Similarly immaterial to that issue is the fact that on 9th July Detective
Superintendent Kerr of the Greater Manchester Police, having learned of the
proposed publication, telephoned the news editor of the Manchester Evening News
to make plain that Mrs Gilluley was due to appear in court on 7th August 1996
on two charges of theft, that the video recordings would be produced as an
important exhibit in any forthcoming trial, and that publication of details of
the case before any court appearance could be prejudicial and might be a
contempt of court.
11. Meantime,
on 8th July, the Manchester Evening News had sent two reporters to Mrs
Gilluley's home to interview her. She told them, as the subsequent article
stated, that she would not be denying the allegations. She also said "If it
gets in the paper I'll take something. I can't cope."
12. Following
that interview, the Manchester Evening News sought legal advice from their
solicitors. On the premise that Mrs Gilluley had admitted the two offences
both to the newspaper and the police (as the newspaper had wrongly understood)
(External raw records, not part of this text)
impl BTree {
    /// Creates an empty tree: a single leaf flagged as root.
    pub fn new() -> Result<Self> {
        Self::with_options(BTreeOptions::default())
    }

    /// Creates an empty tree with explicit options.
    pub fn with_options(options: BTreeOptions) -> Result<Self> {
        let mut arena = PageArena::with_limit(options.max_pages);
        let root = arena.allocate(true, true)?;
        Ok(Self {
            arena,
            root,
            len: 0,
            options,
            stats: Arc::new(BTreeStats::default()),
        })
    }

    /// Return the root page identifier.
    pub fn root_page(&self) -> PageId {
        self.root
    }

    /// Number of key/value pairs stored.
    pub fn len(&self) -> usize {
        self.len
    }

    /// Whether the tree holds no keys.
    pub fn is_empty(&self) -> bool {
        self.len == 0
    }

    /// Number of live pages.
    pub fn page_count(&self) -> usize {
        self.arena.live_pages()
    }

    /// Levels from root to leaf, `1` for a lone root leaf.
    pub fn height(&self) -> Result<usize> {
        let mut height = 1;
        let mut current = self.root;
        loop {
            let page = self.arena.get(current)?;
            if page.is_leaf() {
                return Ok(height);
            }
            current = page.child_at(0)?;
            height += 1;
        }
    }

    /// Read-only access to a page, for inspection.
    pub fn page(&self, id: PageId) -> Result<&Page> {
        self.arena.get(id)
    }

    /// Access the live statistics counters for this tree.
    pub fn stats(&self) -> Arc<BTreeStats> {
        Arc::clone(&self.stats)
    }

    /// Snapshot the current statistics counters.
    pub fn stats_snapshot(&self) -> BTreeStatsSnapshot {
        self.stats.snapshot()
    }

    /// Emit the current statistics to the tracing sink.
    pub fn emit_stats(&self) {
        self.stats.emit_tracing();
    }

    /// Locates `key`. Never mutates page state.
    pub fn search(&self, key: &[u8]) -> Result<Option<SlotRef>> {
        let leaf_id = self.find_leaf(key)?;
        let leaf = self.arena.get(leaf_id)?;
        Ok(match leaf.binary_search(key) {
            Probe::Hit(index) => Some(SlotRef {
                page: leaf_id,
                index,
            }),
            Probe::Miss(_) => None,
        })
    }

    /// Value stored under `key`, borrowed from its page.
    pub fn get(&self, key: &[u8]) -> Result<Option<&[u8]>> {
        match self.search(key)? {
            Some(slot) => Ok(Some(self.cell(slot)?.value)),
            None => Ok(None),
        }
    }

    /// Whether `key` is present.
    pub fn contains_key(&self, key: &[u8]) -> Result<bool> {
        Ok(self.search(key)?.is_some())
    }

    /// Decodes the cell a [`SlotRef`] points at.
    pub fn cell(&self, slot: SlotRef) -> Result<CellRef<'_>> {
        let page = self.arena.get(slot.page)?;
        if !page.is_leaf() {
            return Err(PagetreeError::Invalid("slot reference does not name a leaf"));
        }
        if slot.index >= page.size() {
            return Err(PagetreeError::Invalid("slot reference is stale"));
        }
        Ok(page.cell(slot.index))
    }

    /// Inserts a new key. Fails with `DuplicateKey` if it already exists, in
    /// which case the tree is unchanged.
    pub fn insert(&mut self, key: &[u8], value: &[u8]) -> Result<()> {
        check_cell_capacity(key.len(), value.len())?;
        let (leaf_id, path) = self.find_leaf_with_path(key)?;
        let index = match self.arena.get(leaf_id)?.binary_search(key) {
            Probe::Hit(_) => return Err(PagetreeError::DuplicateKey),
            Probe::Miss(index) => index,
        };
        if self.make_room(leaf_id, key.len(), value.len())? {
            self.write_leaf_cell(leaf_id, index, key, value)?;
        } else {
            // Every level on the path may split, plus a new root.
            self.arena.ensure_available(path.len() + 2)?;
            self.stats.inc_leaf_splits();
            let outcome = split::split_leaf(&mut self.arena, leaf_id)?;
            self.check_split(leaf_id, &outcome)?;
            let target = if key >= outcome.separator.as_slice() {
                outcome.sibling
            } else {
                leaf_id
            };
            if !self.make_room(target, key.len(), value.len())? {
                return Err(PagetreeError::Corruption("split leaf has no room for the new cell"));
            }
            let index = match self.arena.get(target)?.binary_search(key) {
                Probe::Hit(_) => return Err(PagetreeError::Corruption("key appeared during split")),
                Probe::Miss(index) => index,
            };
            self.write_leaf_cell(target, index, key, value)?;
            self.propagate_split(path, leaf_id, outcome)?;
        }
        self.len += 1;
        self.stats.inc_inserts();
        Ok(())
    }

    /// Inserts or overwrites `key`, returning the value it replaced. An
    /// overwrite counts as one delete plus one insert in the stats.
    pub fn put(&mut self, key: &[u8], value: &[u8]) -> Result<Option<Vec<u8>>> {
        check_cell_capacity(key.len(), value.len())?;
        let Some(slot) = self.search(key)? else {
            self.insert(key, value)?;
            return Ok(None);
        };
        let previous = self.cell(slot)?.value.to_vec();
        let height = self.height()?;
        self.arena.ensure_available(height + 1)?;
        self.arena.get_mut(slot.page)?.remove_slot(slot.index);
        self.len -= 1;
        self.stats.inc_deletes();
        self.insert(key, value)?;
        Ok(Some(previous))
    }

    /// Removes `key`. Leaves are not merged or rebalanced afterwards.
    pub fn delete(&mut self, key: &[u8]) -> Result<bool> {
        let leaf_id = self.find_leaf(key)?;
        let removed = self.arena.get_mut(leaf_id)?.delete_key(key);
        if removed {
            self.len -= 1;
            self.stats.inc_deletes();
        }
        Ok(removed)
    }

    /// Releases every page back to the arena and starts over from an empty
    /// root leaf. Released ids are handed out again by later splits.
    pub fn clear(&mut self) -> Result<()> {
        let mut pending = vec![self.root];
        while let Some(id) = pending.pop() {
            let page = self.arena.get(id)?;
            if !page.is_leaf() {
                pending.extend(page.children()?);
            }
            self.arena.release(id)?;
        }
        self.root = self.arena.allocate(true, true)?;
        self.len = 0;
        Ok(())
    }

    pub(super) fn find_leaf(&self, key: &[u8]) -> Result<PageId> {
        let mut current = self.root;
        loop {
            let page = self.arena.get(current)?;
            if page.is_leaf() {
                self.stats.inc_leaf_searches();
                tracing::trace!(
                    target: "pagetree::search",
                    page = current.0,
                    kind = "leaf",
                    "located target leaf"
                );
                return Ok(current);
            }
            self.stats.inc_internal_searches();
            tracing::trace!(
                target: "pagetree::search",
                page = current.0,
                kind = "internal",
                "descending through internal page"
            );
            current = page.child_at(page.descent_index(key))?;
        }
    }

    fn find_leaf_with_path(&self, key: &[u8]) -> Result<(PageId, Path)> {
        let mut current = self.root;
        let mut path = Path::new();
        loop {
            let page = self.arena.get(current)?;
            if page.is_leaf() {
                self.stats.inc_leaf_searches();
                return Ok((current, path));
            }
            self.stats.inc_internal_searches();
            let child_index = page.descent_index(key);
            path.push(PathEntry {
                page_id: current,
                child_index,
            });
            current = page.child_at(child_index)?;
        }
    }

    /// Makes sure `page_id` can take a cell of this shape, compacting it when
    /// only the free list's fragmentation stands in the way. Returns `false`
    /// when the page must split.
    fn make_room(&mut self, page_id: PageId, key_size: usize, value_size: usize) -> Result<bool> {
        let page = self.arena.get_mut(page_id)?;
        if !page.is_full(key_size, value_size) {
            return Ok(true);
        }
        if !page.fits_after_compaction(cell::footprint(key_size, value_size)) {
            return Ok(false);
        }
        let reclaimed = page.tombstone_bytes();
        page.compact();
        self.stats.inc_compactions();
        tracing::debug!(
            target: "pagetree::compact",
            page = page_id.0,
            reclaimed,
            "compacted page instead of splitting"
        );
        Ok(!self.arena.get(page_id)?.is_full(key_size, value_size))
    }

    fn write_leaf_cell(
        &mut self,
        page_id: PageId,
        index: usize,
        key: &[u8],
        value: &[u8],
    ) -> Result<()> {
        let page = self.arena.get_mut(page_id)?;
        let offset = page.acquire_offset(key.len(), value.len());
        if offset == 0 {
            return Err(PagetreeError::Corruption("is_full and acquire_offset disagree"));
        }
        if offset >= page.cell_offset() {
            self.stats.inc_tombstone_reuses();
        }
        page.insert_leaf_cell(offset, index, key, value);
        Ok(())
    }

    /// Walks the recorded path upward, linking each new sibling into its
    /// parent and splitting parents that have no room. Grows a new root when
    /// the walk runs off the top.
    fn propagate_split(
        &mut self,
        path: Path,
        mut left: PageId,
        mut outcome: SplitOutcome,
    ) -> Result<()> {
        let mut path = path;
        while let Some(frame) = path.pop() {
            let parent_id = frame.page_id;
            let separator_len = outcome.separator.len();
            if self.make_room(parent_id, separator_len, 0)? {
                let index = self.link_child(parent_id, &outcome.separator, left, outcome.sibling)?;
                if index != frame.child_index {
                    return Err(PagetreeError::Corruption(
                        "separator landed away from the descent path",
                    ));
                }
                return Ok(());
            }
            self.stats.inc_internal_splits();
            let parent_split = split::split_internal(&mut self.arena, parent_id)?;
            self.check_split(parent_id, &parent_split)?;
            let target = if outcome.separator >= parent_split.separator {
                parent_split.sibling
            } else {
                parent_id
            };
            if !self.make_room(target, separator_len, 0)? {
                return Err(PagetreeError::Corruption(
                    "split internal page has no room for the separator",
                ));
            }
            self.link_child(target, &outcome.separator, left, outcome.sibling)?;
            tracing::trace!(
                target: "pagetree::split",
                parent = parent_id.0,
                child_index = frame.child_index,
                "split propagated through full parent"
            );
            left = parent_id;
            outcome = parent_split;
        }
        self.grow_root(left, outcome)
    }

    /// Inserts `separator` into `page_id` so that `left` covers keys below it
    /// and `right` takes over the range `left` used to cover above it. Returns
    /// the slot the separator was written to.
    fn link_child(
        &mut self,
        page_id: PageId,
        separator: &[u8],
        left: PageId,
        right: PageId,
    ) -> Result<usize> {
        let page = self.arena.get_mut(page_id)?;
        let index = match page.binary_search(separator) {
            Probe::Hit(_) => {
                return Err(PagetreeError::Corruption("separator already present in parent"))
            }
            Probe::Miss(index) => index,
        };
        if page.child_at(index)? != left {
            return Err(PagetreeError::Corruption(
                "split page is not the child at the separator position",
            ));
        }
        page.set_child_at(index, right)?;
        let offset = page.acquire_offset(separator.len(), 0);
        if offset == 0 {
            return Err(PagetreeError::Corruption("is_full and acquire_offset disagree"));
        }
        page.insert_internal_cell(offset, index, separator, left);
        self.arena.get_mut(left)?.set_parent(Some(page_id));
        self.arena.get_mut(right)?.set_parent(Some(page_id));
        Ok(index)
    }

    fn grow_root(&mut self, old_root: PageId, outcome: SplitOutcome) -> Result<()> {
        let new_root = self.arena.allocate(false, true)?;
        {
            let page = self.arena.get_mut(new_root)?;
            let offset = page.acquire_offset(outcome.separator.len(), 0);
            if offset == 0 {
                return Err(PagetreeError::Corruption("empty root cannot hold separator"));
            }
            page.insert_internal_cell(offset, 0, &outcome.separator, old_root);
            page.set_rightmost_child(Some(outcome.sibling));
        }
        {
            let page = self.arena.get_mut(old_root)?;
            page.set_root(false);
            page.set_parent(Some(new_root));
        }
        self.arena
            .get_mut(outcome.sibling)?
            .set_parent(Some(new_root));
        self.root = new_root;
        self.stats.inc_root_splits();
        tracing::debug!(
            target: "pagetree::root",
            old_root = old_root.0,
            sibling = outcome.sibling.0,
            new_root = new_root.0,
            "grew a new root"
        );
        Ok(())
    }

    fn check_split(&self, origin: PageId, outcome: &SplitOutcome) -> Result<()> {
        if !self.options.verify_after_split {
            return Ok(());
        }
        super::verify::check_page(self.arena.get(origin)?)?;
        super::verify::check_page(self.arena.get(outcome.sibling)?)
    }

    /// In-order iterator over every key/value pair.
    pub fn iter(&self) -> Result<Iter<'_>> {
        let mut leaves = Vec::new();
        let mut pending = vec![self.root];
        while let Some(id) = pending.pop() {
            let page = self.arena.get(id)?;
            if page.is_leaf() {
                leaves.push(page);
            } else {
                pending.extend(page.children()?.into_iter().rev());
            }
        }
        Ok(Iter {
            leaves: leaves.into_iter(),
            current: None,
        })
    }
}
they were advised that they could safely publish.
13. The
Daily Mail for its part consulted Mr Munby QC by telephone on 9th July. Mr
Munby has deposed in these proceedings:
14. Before
turning to the legal arguments, I should just complete the story. As
Detective Superintendent Kerr had intimated, Mrs Gilluley duly made her first
appearance before the Magistrates on 7th August 1996. The case was then
adjourned at her request for four weeks to enable her to seek legal advice. On
4th September 1996 she pleaded guilty before the Magistrates to the two charges
of theft and on 2nd October 1996 was sentenced to three months imprisonment
consecutive on each.
15. Following
correspondence between the Attorney General's office and the respective
respondents in the autumn of 1996, this application was made on 21st January
1997, leave to move being granted on 24th February 1997.
16. It
was, I have to say, my strong initial view in this case that the publication of
these articles constituted a plain contempt of court, amounting as they did to
the clearest possible statements that Mrs Gilluley was guilty of these thefts
from Mrs Burgess at a time when proceedings against her for such offences were
active. If ever there was a case of trial by newspaper, this surely was it.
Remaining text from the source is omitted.